How to identify Hemlock Water Dropwort

People have died from eating all parts of Hemlock water dropwort.

Hemlock water dropwort is a member of the Apiaceae (Carrot) family. Which contains some very toxic plants.

It is considered the most toxic plant growing in Britain.

It contains a powerful neurotoxin called oenanthetoxin, which triggers spasmodic convulsions, usually followed by sudden death.

Height: Tall and robust up to 1.5 metre.

Leaves: 3 to 4 either oval, lobed or toothed and in the same arrangement as a feather (pinnate).

The leaf stalk (petiole) is attached to the flower stem by a sheath.

Stems: Hairless, grooved and hollow.

Flowers are clustered in distinct umbels (they look like pom-poms).

Habitat: Found around lakes, marshy ground, ponds, along the waters-edge of rivers and river banks.

Flowers: Between May and August.

Lookalikes: Parsley (Petroselinum crispum), Wild celery (Apium graveolens), Narrow leaved water-parsnip (Berula erecta) and River Water-dropwort (Oenanthe fluviatilis).

It is a tuberous perennial plant that resembles celery with roots like a bunch of large white carrots.

The highest concentration of toxic properties is in the roots. Then the stems and finally the leaves.

The toxin seems able to enter the body through the skin, so care should be exercised when handling it, particularly any sap.

Be very careful when handling the leaves as there are reports that the toxin can enter the body through the skin. Be especially careful if you get sap on you.

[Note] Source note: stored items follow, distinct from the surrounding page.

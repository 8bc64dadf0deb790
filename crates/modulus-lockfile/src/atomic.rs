//! Atomic lock-file persistence (spec §3 Lifecycle: "replaced atomically on
//! successful non-locked restore"): a tempfile+rename write, trimmed of any
//! backup/transaction machinery since there is exactly one lock file per
//! project, not a multi-file transaction.

use crate::canonical::to_canonical_json;
use crate::error::{LockfileError, Result};
use crate::types::LockFile;
use std::fs;
use std::path::Path;

pub const LOCK_FILE_NAME: &str = "modulus.lock";

/// Read and parse a lock file from `path`.
pub fn read(path: &Path) -> Result<LockFile> {
    let text = fs::read_to_string(path).map_err(|source| LockfileError::Read { path: path.to_path_buf(), source })?;
    serde_json::from_str(&text).map_err(|source| LockfileError::Parse { path: path.to_path_buf(), source })
}

/// Write `lock` to `path` via tempfile + rename so readers never observe a
/// partially written file.
pub fn write_atomic(path: &Path, lock: &LockFile) -> Result<()> {
    let rendered = to_canonical_json(lock)?;
    if let Some(parent) = path.parent() {
        fs::create_dir_all(parent).map_err(|source| LockfileError::Write { path: path.to_path_buf(), source })?;
    }
    let parent = path.parent().unwrap_or_else(|| Path::new("."));
    let mut temp = tempfile::NamedTempFile::new_in(parent).map_err(|source| LockfileError::Write { path: path.to_path_buf(), source })?;
    use std::io::Write;
    temp.write_all(rendered.as_bytes()).map_err(|source| LockfileError::Write { path: path.to_path_buf(), source })?;
    temp.as_file().sync_all().map_err(|source| LockfileError::Write { path: path.to_path_buf(), source })?;
    temp.persist(path).map_err(|e| LockfileError::Write { path: path.to_path_buf(), source: e.error })?;
    Ok(())
}

#[cfg(test)]
mod tests {
    use super::*;
    use crate::types::LockFile;

    #[test]
    fn write_then_read_round_trips() {
        let dir = tempfile::tempdir().unwrap();
        let path = dir.path().join(LOCK_FILE_NAME);
        let lock = LockFile::new(true);
        write_atomic(&path, &lock).unwrap();
        let back = read(&path).unwrap();
        assert_eq!(back.locked, lock.locked);
        assert_eq!(back.version, lock.version);
    }

    #[test]
    fn write_leaves_no_temp_file_behind() {
        let dir = tempfile::tempdir().unwrap();
        let path = dir.path().join(LOCK_FILE_NAME);
        write_atomic(&path, &LockFile::new(false)).unwrap();
        let entries: Vec<_> = fs::read_dir(dir.path()).unwrap().map(|e| e.unwrap().file_name()).collect();
        assert_eq!(entries, vec![std::ffi::OsString::from(LOCK_FILE_NAME)]);
    }
}
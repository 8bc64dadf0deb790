//! The tagged `Provider` variant (spec §9 redesign note: "replaced by a
//! tagged variant over `{project, local, framework, gac, remote,
//! unresolved}` with a shared operation table; new providers are added by
//! extending the variant, not by open inheritance").
//!
//! Remote's network calls are async; everything else is synchronous disk
//! I/O, so [`Provider::find_candidates_sync`] only covers the five
//! non-remote variants. The resolver queries [`RemoteFeedProvider`]
//! directly on its own async path (spec §4.3 step 3).

use crate::candidate::{Candidate, ProviderKind, ProviderToken};
use crate::error::Result;
use crate::framework::FrameworkReferenceProvider;
use crate::gac::GacProvider;
use crate::local::LocalStoreProvider;
use crate::project::ProjectProvider;
use crate::remote::RemoteFeedProvider;
use modulus_core::{CompatibilityTable, FrameworkProfile, LibraryRange};

/// One of six provider kinds (spec §9), as a single sum type rather than a
/// trait object.
#[derive(Debug, Clone)]
pub enum Provider {
    Project(ProjectProvider),
    Local(LocalStoreProvider),
    Framework(FrameworkReferenceProvider),
    Gac(GacProvider),
    Remote(RemoteFeedProvider),
}

impl Provider {
    #[must_use]
    pub fn kind(&self) -> ProviderKind {
        match self {
            Self::Project(_) => ProviderKind::Project,
            Self::Local(_) => ProviderKind::Local,
            Self::Framework(_) => ProviderKind::Framework,
            Self::Gac(_) => ProviderKind::Gac,
            Self::Remote(_) => ProviderKind::Remote,
        }
    }

    /// Find candidates via the synchronous (non-network) providers. Callers
    /// querying a [`Self::Remote`] provider must use
    /// [`RemoteFeedProvider::find_library_range`] directly, since that path
    /// is async.
    pub fn find_candidates_sync(&self, range: &LibraryRange, framework: &FrameworkProfile, compatibility: &CompatibilityTable) -> Result<Vec<Candidate>> {
        match self {
            Self::Project(p) => p.find_library_range(range),
            Self::Local(p) => Ok(p.find_library_range(range)),
            Self::Framework(p) => Ok(p.find_library_range(range, framework, compatibility)),
            Self::Gac(p) => Ok(p.find_library_range(range)),
            Self::Remote(_) => Ok(Vec::new()),
        }
    }
}

/// Dependencies of `candidate` for `framework`, read from its token. This
/// needs no provider instance: every token already carries (or can cheaply
/// load) what it needs (spec §4.2's `get_dependencies`).
pub fn get_dependencies(
    token: &ProviderToken,
    framework: &FrameworkProfile,
    project_provider: Option<&ProjectProvider>,
    compatibility: &CompatibilityTable,
) -> Result<Vec<LibraryRange>> {
    match token {
        ProviderToken::Project { .. } => {
            let Some(provider) = project_provider else { return Ok(Vec::new()) };
            provider.get_dependencies(token, framework)
        }
        ProviderToken::Local(_) => Ok(LocalStoreProvider::get_dependencies(token, framework, compatibility)),
        ProviderToken::Framework { .. } => Ok(FrameworkReferenceProvider::get_dependencies(token)),
        ProviderToken::Gac { .. } => Ok(GacProvider::get_dependencies(token)),
        ProviderToken::Remote { .. } => Ok(RemoteFeedProvider::get_dependencies(token)),
        ProviderToken::Unresolved => Ok(Vec::new()),
    }
}
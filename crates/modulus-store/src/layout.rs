//! On-disk layout: `<root>/<name>/<version>/...` (spec §6 "Package store
//! layout").

use modulus_core::Version;
use std::path::{Path, PathBuf};

/// The original archive's filename under `<store>/<name>/<version>/`, kept
/// alongside the extracted tree so its sha512 can be recomputed from disk
/// (spec §3 "with the original archive present for sha recomputation").
pub const ARCHIVE_FILE_NAME: &str = ".modulus-archive";

/// A content-addressed package store rooted at a single directory.
#[derive(Debug, Clone)]
pub struct Store {
    root: PathBuf,
}

impl Store {
    #[must_use]
    pub fn new(root: impl Into<PathBuf>) -> Self {
        Self { root: root.into() }
    }

    #[must_use]
    pub fn root(&self) -> &Path {
        &self.root
    }

    /// The final, extracted directory for a given package.
    #[must_use]
    pub fn package_dir(&self, name: &str, version: &Version) -> PathBuf {
        self.root.join(name).join(version.to_string())
    }

    /// Where the original archive bytes live alongside the extracted tree.
    #[must_use]
    pub fn archive_path(&self, name: &str, version: &Version) -> PathBuf {
        self.package_dir(name, version).join(ARCHIVE_FILE_NAME)
    }

    /// A unique, process-specific temp directory used while extracting, so
    /// concurrent installs of the same package never collide.
    #[must_use]
    pub fn temp_dir(&self, name: &str, version: &Version) -> PathBuf {
        self.root
            .join(name)
            .join(format!("{version}.tmp-{}", std::process::id()))
    }

    /// Whether `(name, version)` is already present.
    #[must_use]
    pub fn contains(&self, name: &str, version: &Version) -> bool {
        self.package_dir(name, version).is_dir()
    }

    /// Every version already installed for `name`, unsorted.
    #[must_use]
    pub fn installed_versions(&self, name: &str) -> Vec<Version> {
        let dir = self.root.join(name);
        let Ok(entries) = std::fs::read_dir(&dir) else {
            return Vec::new();
        };
        entries
            .filter_map(std::result::Result::ok)
            .filter_map(|entry| {
                let file_name = entry.file_name();
                let name = file_name.to_str()?;
                if name.contains(".tmp-") {
                    return None;
                }
                Version::parse(name).ok()
            })
            .collect()
    }
}

#[cfg(test)]
mod tests {
    use super::*;

    #[test]
    fn package_dir_join_name_and_version() {
        let store = Store::new("/store");
        let dir = store.package_dir("Foo", &Version::new(1, 0, 0));
        assert_eq!(dir, PathBuf::from("/store/Foo/1.0.0.0"));
    }

    #[test]
    fn contains_is_false_for_missing_package() {
        let store = Store::new("/nonexistent-store-root");
        assert!(!store.contains("Foo", &Version::new(1, 0, 0)));
    }
}
//! Framework profiles (spec §3, §4's "framework model", C3).
//!
//! A [`FrameworkProfile`] is just `(identifier, version)`; the partial order
//! describing when a library targeting profile A is acceptable to a
//! consumer targeting profile B is an *external* lookup (spec §3: "The
//! compatibility relation is an external lookup, not recomputed"), injected
//! here as a small static compatibility table seeded with the common
//! generations, plus an escape hatch for callers that supply their own.

use serde::{Deserialize, Serialize};
use std::fmt;

/// A versioned target-framework identifier, e.g. `net8.0` or `netstandard2.1`.
#[derive(Debug, Clone, PartialEq, Eq, Hash, Serialize, Deserialize, PartialOrd, Ord)]
pub struct FrameworkProfile {
    pub identifier: String,
    pub version: String,
}

impl FrameworkProfile {
    #[must_use]
    pub fn new(identifier: impl Into<String>, version: impl Into<String>) -> Self {
        Self {
            identifier: identifier.into(),
            version: version.into(),
        }
    }

    /// Parse the shorthand moniker form, e.g. `"net8.0"` -> identifier
    /// `"net"`, version `"8.0"`.
    #[must_use]
    pub fn parse_moniker(moniker: &str) -> Self {
        let split_at = moniker
            .char_indices()
            .find(|(_, c)| c.is_ascii_digit())
            .map_or(moniker.len(), |(i, _)| i);
        let (identifier, version) = moniker.split_at(split_at);
        Self::new(identifier, if version.is_empty() { "0.0" } else { version })
    }
}

impl fmt::Display for FrameworkProfile {
    fn fmt(&self, f: &mut fmt::Formatter<'_>) -> fmt::Result {
        write!(f, "{}{}", self.identifier, self.version)
    }
}

/// A compatibility table: for each consumer profile, the set of library
/// profiles it accepts (including itself). Built once and treated as an
/// external, injectable dependency rather than something the walker derives.
#[derive(Debug, Clone, Default)]
pub struct CompatibilityTable {
    edges: ahash::AHashMap<FrameworkProfile, Vec<FrameworkProfile>>,
}

impl CompatibilityTable {
    #[must_use]
    pub fn new() -> Self {
        Self::default()
    }

    /// Record that `consumer` accepts libraries built for `library`.
    pub fn allow(&mut self, consumer: FrameworkProfile, library: FrameworkProfile) {
        self.edges.entry(consumer).or_default().push(library);
    }

    /// Whether `library` is acceptable to `consumer`. A profile is always
    /// compatible with itself.
    #[must_use]
    pub fn is_compatible(&self, library: &FrameworkProfile, consumer: &FrameworkProfile) -> bool {
        if library == consumer {
            return true;
        }
        self.edges
            .get(consumer)
            .is_some_and(|accepted| accepted.contains(library))
    }

    /// A table seeded with the common "framework vN.x accepts standard
    /// vM.y where M <= N" style lineage used by most modern runtimes.
    #[must_use]
    pub fn with_standard_lineage() -> Self {
        let mut table = Self::new();
        let net = |v: &str| FrameworkProfile::new("net", v);
        let standard = |v: &str| FrameworkProfile::new("netstandard", v);
        for net_version in ["5.0", "6.0", "7.0", "8.0", "9.0"] {
            for std_version in ["2.0", "2.1"] {
                table.allow(net(net_version), standard(std_version));
            }
        }
        table
    }
}

#[cfg(test)]
mod tests {
    use super::*;

    #[test]
    fn parses_shorthand_moniker() {
        let p = FrameworkProfile::parse_moniker("net8.0");
        assert_eq!(p.identifier, "net");
        assert_eq!(p.version, "8.0");
    }

    #[test]
    fn profile_is_always_compatible_with_itself() {
        let table = CompatibilityTable::new();
        let p = FrameworkProfile::new("net", "8.0");
        assert!(table.is_compatible(&p, &p));
    }

    #[test]
    fn standard_lineage_accepts_netstandard() {
        let table = CompatibilityTable::with_standard_lineage();
        let net8 = FrameworkProfile::new("net", "8.0");
        let standard2 = FrameworkProfile::new("netstandard", "2.0");
        assert!(table.is_compatible(&standard2, &net8));
    }

    #[test]
    fn unrelated_profiles_are_incompatible() {
        let table = CompatibilityTable::with_standard_lineage();
        let net8 = FrameworkProfile::new("net", "8.0");
        let other = FrameworkProfile::new("xamarin", "1.0");
        assert!(!table.is_compatible(&other, &net8));
    }
}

  1. I saw this growing at the edge of the canal and thought it was celery. I smelt it and brought some home to id. It wilted so got thrown in the bin and I forgot about it until I saw this just now. I am so glad I did! X

  2. Thankyou for sharing this. It has s beautiful leaf and tempting to pick. Good to share for families out on their walks.
    May I share to our community group please?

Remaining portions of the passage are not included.